The district court erred in discrediting this witness testimony on summary judgment. As the district court recognized, “evidence such as a long delay between the employee's speech and the challenged conduct, or evidence of intervening events, tend to undermine any inference of retaliatory motive and weaken the causal link.” Maestas v. Segura, 416 F.3d 1182, 1189 (10th Cir. 2005) (internal citations omitted). Yet, the plaintiffs in Maestas relied on inferences drawn from circumstantial evidence, including the “temporal proximity between the speech and the challenged action,” and “evidence the employer expressed opposition to the employee's speech ․” Id. at 1189.

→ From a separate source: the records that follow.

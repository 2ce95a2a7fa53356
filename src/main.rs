use std::path::PathBuf;

use clap::Parser;
use tokio::net::TcpListener;

use wikimirror::config;
use wikimirror::lifecycle::Shutdown;
use wikimirror::observability::{logging, metrics};
use wikimirror::HttpServer;

/// Reverse proxy fronting the Wikimedia project family behind one domain.
#[derive(Debug, Parser)]
#[command(name = "wikimirror", version)]
struct Cli {
    /// Path to the TOML configuration file.
    #[arg(short, long)]
    config: Option<PathBuf>,

    /// Override the listener bind address.
    #[arg(short, long)]
    bind: Option<String>,
}

#[tokio::main]
async fn main() -> Result<(), Box<dyn std::error::Error>> {
    let cli = Cli::parse();

    let mut config = match &cli.config {
        Some(path) => config::load_config(path)?,
        None => config::default_config()?,
    };
    if let Some(bind) = cli.bind {
        config.listener.bind_address = bind;
    }

    logging::init(&config.observability.log_level);

    tracing::info!(
        bind_address = %config.listener.bind_address,
        front_domain = %config.proxy.front_domain,
        redirect_status = config.redirect.status,
        rewrite_absolute = config.rewrite.absolute_links,
        "configuration loaded"
    );

    if config.observability.metrics_enabled {
        match config.observability.metrics_address.parse() {
            Ok(addr) => metrics::init_metrics(addr),
            Err(_) => tracing::error!(
                metrics_address = %config.observability.metrics_address,
                "failed to parse metrics address"
            ),
        }
    }

    let listener = TcpListener::bind(&config.listener.bind_address).await?;
    let shutdown = Shutdown::new();

    let server = HttpServer::new(config)?;
    server.run(listener, shutdown.subscribe()).await?;

    tracing::info!("shutdown complete");
    Ok(())
}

Similarly, in other cases, we have held that delays or intervening events may prevent a plaintiff from establishing causation through inferences drawn from circumstantial evidence. Compare Trant, 754 F.3d at 1166 n.3 (summary judgment for defendant proper where the plaintiff could “only argue that there was temporal proximity between [plaintiff's] counsel's statement and [plaintiff's] termination.”), with Walton, 821 F.3d at 1214 (summary judgment for defendant improper where plaintiff's extensive political affiliations, a news report critical of the plaintiff's appointment, and close temporal proximity “could support an inference not merely that the employer knew of the employee's [political] affiliation but acted on it”) (emphasis in original). Here, no inferences are required because Roberts provided direct evidence of a discriminatory motivation—witnesses claiming that Winder acted against Roberts because Roberts did not support Winder's 2006 election bid. And the only way the district court could reject that direct evidence is by weighing the witnesses’ credibility—something which is impermissible on summary judgment. See Anderson v. Liberty Lobby, 477 U.S. at 255, 106 S.Ct. 2505 (“Credibility determinations, the weighing of the evidence, and the drawing of legitimate inferences from the facts are jury functions, not those of a judge, whether he is ruling on a motion for summary judgment or for a directed verdict.”).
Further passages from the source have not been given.